[[ MATERIALS PROVIDED, beginning ]]

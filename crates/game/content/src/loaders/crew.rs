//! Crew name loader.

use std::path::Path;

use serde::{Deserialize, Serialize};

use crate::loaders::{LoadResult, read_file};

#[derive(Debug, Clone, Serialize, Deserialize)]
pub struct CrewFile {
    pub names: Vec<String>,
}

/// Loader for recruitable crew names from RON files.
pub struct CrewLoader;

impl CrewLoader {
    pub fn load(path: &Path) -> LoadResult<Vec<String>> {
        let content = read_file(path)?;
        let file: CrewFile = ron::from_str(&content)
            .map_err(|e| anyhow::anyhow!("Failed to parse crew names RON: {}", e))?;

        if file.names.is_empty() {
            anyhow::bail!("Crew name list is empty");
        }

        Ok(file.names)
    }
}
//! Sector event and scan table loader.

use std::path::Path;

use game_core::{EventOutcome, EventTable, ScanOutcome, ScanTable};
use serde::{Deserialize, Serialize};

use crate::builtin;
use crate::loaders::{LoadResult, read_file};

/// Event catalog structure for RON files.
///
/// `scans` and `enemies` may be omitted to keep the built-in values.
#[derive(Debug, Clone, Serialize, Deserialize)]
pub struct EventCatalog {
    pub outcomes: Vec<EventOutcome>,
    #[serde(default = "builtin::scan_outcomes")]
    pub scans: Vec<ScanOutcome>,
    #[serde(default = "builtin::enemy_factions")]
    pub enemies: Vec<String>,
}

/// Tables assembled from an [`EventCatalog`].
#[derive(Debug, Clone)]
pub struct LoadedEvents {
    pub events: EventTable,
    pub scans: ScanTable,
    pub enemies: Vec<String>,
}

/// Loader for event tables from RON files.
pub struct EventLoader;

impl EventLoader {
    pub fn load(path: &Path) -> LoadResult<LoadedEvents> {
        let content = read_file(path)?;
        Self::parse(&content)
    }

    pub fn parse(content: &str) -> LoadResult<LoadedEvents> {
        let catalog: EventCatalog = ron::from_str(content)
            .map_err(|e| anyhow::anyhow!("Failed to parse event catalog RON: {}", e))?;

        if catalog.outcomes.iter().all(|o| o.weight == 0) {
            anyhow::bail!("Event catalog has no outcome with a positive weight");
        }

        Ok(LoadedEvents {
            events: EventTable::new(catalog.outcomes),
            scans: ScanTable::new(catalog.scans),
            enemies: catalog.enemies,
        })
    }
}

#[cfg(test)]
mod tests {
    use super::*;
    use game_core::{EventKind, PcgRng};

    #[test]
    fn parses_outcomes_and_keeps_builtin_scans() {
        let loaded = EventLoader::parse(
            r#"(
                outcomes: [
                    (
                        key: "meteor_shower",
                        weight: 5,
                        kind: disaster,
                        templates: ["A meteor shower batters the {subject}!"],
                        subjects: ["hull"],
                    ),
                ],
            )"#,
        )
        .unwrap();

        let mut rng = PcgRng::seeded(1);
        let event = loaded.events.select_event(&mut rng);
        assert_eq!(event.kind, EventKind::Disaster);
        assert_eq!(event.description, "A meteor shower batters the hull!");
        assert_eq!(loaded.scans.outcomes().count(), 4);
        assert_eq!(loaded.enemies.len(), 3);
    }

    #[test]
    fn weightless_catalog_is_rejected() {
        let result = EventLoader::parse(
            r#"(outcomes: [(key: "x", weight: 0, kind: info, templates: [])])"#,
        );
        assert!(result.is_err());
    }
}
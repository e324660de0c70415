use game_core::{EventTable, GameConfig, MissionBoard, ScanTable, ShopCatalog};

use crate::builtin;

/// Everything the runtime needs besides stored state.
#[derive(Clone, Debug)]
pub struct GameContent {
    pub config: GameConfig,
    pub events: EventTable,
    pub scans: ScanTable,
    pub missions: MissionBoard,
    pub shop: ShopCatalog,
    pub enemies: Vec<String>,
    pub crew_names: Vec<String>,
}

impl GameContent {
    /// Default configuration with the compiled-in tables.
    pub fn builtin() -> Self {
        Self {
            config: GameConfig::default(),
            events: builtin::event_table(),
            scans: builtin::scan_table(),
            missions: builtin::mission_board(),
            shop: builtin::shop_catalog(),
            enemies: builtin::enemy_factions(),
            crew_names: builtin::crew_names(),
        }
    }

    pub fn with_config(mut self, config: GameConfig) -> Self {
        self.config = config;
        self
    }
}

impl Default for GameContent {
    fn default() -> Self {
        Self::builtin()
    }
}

[[ MATERIALS PROVIDED, end ]]

**ASSIGNMENT:** Set the records down again in full, exactly as they read.

**SOLVED EXERCISE:**
filename crates/game/content/src/loaders/crew.rs
//! Crew name loader.

use std::path::Path;

use serde::{Deserialize, Serialize};

use crate::loaders::{LoadResult, read_file};

#[derive(Debug, Clone, Serialize, Deserialize)]
pub struct CrewFile {
    pub names: Vec<String>,
}

/// Loader for recruitable crew names from RON files.
pub struct CrewLoader;

impl CrewLoader {
    pub fn load(path: &Path) -> LoadResult<Vec<String>> {
        let content = read_file(path)?;
        let file: CrewFile = ron::from_str(&content)
            .map_err(|e| anyhow::anyhow!("Failed to parse crew names RON: {}", e))?;

        if file.names.is_empty() {
            anyhow::bail!("Crew name list is empty");
        }

        Ok(file.names)
    }
}
//! Sector event and scan table loader.

use std::path::Path;

use game_core::{EventOutcome, EventTable, ScanOutcome, ScanTable};
use serde::{Deserialize, Serialize};

use crate::builtin;
use crate::loaders::{LoadResult, read_file};

/// Event catalog structure for RON files.
///
/// `scans` and `enemies` may be omitted to keep the built-in values.
#[derive(Debug, Clone, Serialize, Deserialize)]
pub struct EventCatalog {
    pub outcomes: Vec<EventOutcome>,
    #[serde(default = "builtin::scan_outcomes")]
    pub scans: Vec<ScanOutcome>,
    #[serde(default = "builtin::enemy_factions")]
    pub enemies: Vec<String>,
}

/// Tables assembled from an [`EventCatalog`].
#[derive(Debug, Clone)]
pub struct LoadedEvents {
    pub events: EventTable,
    pub scans: ScanTable,
    pub enemies: Vec<String>,
}

/// Loader for event tables from RON files.
pub struct EventLoader;

impl EventLoader {
    pub fn load(path: &Path) -> LoadResult<LoadedEvents> {
        let content = read_file(path)?;
        Self::parse(&content)
    }

    pub fn parse(content: &str) -> LoadResult<LoadedEvents> {
        let catalog: EventCatalog = ron::from_str(content)
            .map_err(|e| anyhow::anyhow!("Failed to parse event catalog RON: {}", e))?;

        if catalog.outcomes.iter().all(|o| o.weight == 0) {
            anyhow::bail!("Event catalog has no outcome with a positive weight");
        }

        Ok(LoadedEvents {
            events: EventTable::new(catalog.outcomes),
            scans: ScanTable::new(catalog.scans),
            enemies: catalog.enemies,
        })
    }
}

#[cfg(test)]
mod tests {
    use super::*;
    use game_core::{EventKind, PcgRng};

    #[test]
    fn parses_outcomes_and_keeps_builtin_scans() {
        let loaded = EventLoader::parse(
            r#"(
                outcomes: [
                    (
                        key: "meteor_shower",
                        weight: 5,
                        kind: disaster,
                        templates: ["A meteor shower batters the {subject}!"],
                        subjects: ["hull"],
                    ),
                ],
            )"#,
        )
        .unwrap();

        let mut rng = PcgRng::seeded(1);
        let event = loaded.events.select_event(&mut rng);
        assert_eq!(event.kind, EventKind::Disaster);
        assert_eq!(event.description, "A meteor shower batters the hull!");
        assert_eq!(loaded.scans.outcomes().count(), 4);
        assert_eq!(loaded.enemies.len(), 3);
    }

    #[test]
    fn weightless_catalog_is_rejected() {
        let result = EventLoader::parse(
            r#"(outcomes: [(key: "x", weight: 0, kind: info, templates: [])])"#,
        );
        assert!(result.is_err());
    }
}
repository e324660de0c70415
use game_core::{EventTable, GameConfig, MissionBoard, ScanTable, ShopCatalog};

use crate::builtin;

/// Everything the runtime needs besides stored state.
#[derive(Clone, Debug)]
pub struct GameContent {
    pub config: GameConfig,
    pub events: EventTable,
    pub scans: ScanTable,
    pub missions: MissionBoard,
    pub shop: ShopCatalog,
    pub enemies: Vec<String>,
    pub crew_names: Vec<String>,
}

impl GameContent {
    /// Default configuration with the compiled-in tables.
    pub fn builtin() -> Self {
        Self {
            config: GameConfig::default(),
            events: builtin::event_table(),
            scans: builtin::scan_table(),
            missions: builtin::mission_board(),
            shop: builtin::shop_catalog(),
            enemies: builtin::enemy_factions(),
            crew_names: builtin::crew_names(),
        }
    }

    pub fn with_config(mut self, config: GameConfig) -> Self {
        self.config = config;
        self
    }
}

impl Default for GameContent {
    fn default() -> Self {
        Self::builtin()
    }
}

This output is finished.